Lampade Foscarini, sospensioni come lanterne giapponesi

Chouchin è una delle novità Foscarini per il catalogo 2011, il nome è giapponese e indica le tradizionali lanterne di carta e bambù, utilizzate come simboli luminosi che segnalano la presenza dai locali, oppure come portafortuna all'esterno delle abitazioni

da , il

    Chouchin è una delle novità Foscarini per il catalogo 2011, il nome è giapponese e indica le tradizionali lanterne di carta e bambù, utilizzate come simboli luminosi che segnalano la presenza dai locali, oppure come portafortuna all’esterno delle abitazioni. La suggestione che ha dato vita a queste lampade a sospensione è la leggerezza dell’ elemento, un corpo poetico ed etereo che la giovane designer francese Ionna Vautrin, ha voluto reinterpretare in chiave contemporanea. Così è nata una collezione di tre forme, ciascuna col suo colore (arancione quella grande, grigia quella piccola, verde oliva quella allungata) che costituissero un segno essenziale ed evocativo allo stesso tempo.

    Così si ottengono soluzioni diverse per ambienti diversi, con la possibilità di utilizzarle anche insieme, in composizioni molto scenografiche.

    Il corpo delle lampade è in vetro, ottenuto mediante un’unica soffiatura che si va a chiudere a colletto nella parte inferiore.
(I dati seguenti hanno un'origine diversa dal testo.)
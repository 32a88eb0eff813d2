//! Execution substrate: worker pool, sender graph, strands.

pub mod pool;
pub mod sender;
pub mod strand;

pub use pool::{PoolScheduler, Scheduler, Task, WorkerPool};
pub use sender::{Completion, Sender, schedule};
pub use strand::Strand;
Nella scelta del materiale ha avuto un ruolo chiave il colore: il vetro infatti offre una superficie calda, su cui la vernice produce un colore pieno e brillante.

    La verniciatura, che rende la lampada Foscarini completamente impermeabile alla luce e molto riflettente, si ferma dove inizia il colletto bianco così che, quando il corpo è acceso, si illumina di un bagliore caldo e tenue, mentre un fascio luminoso intenso e diretto cade sul piano sottostante.

    Chouchin, presentata al Salone del Mobile 2011, è un oggetto che trasmette una sensazione di calore accogliente, con un linguaggio fresco, trendy e giovane.

    I corpi illuminanti possono essere lampadine alogene o a fluorescenza.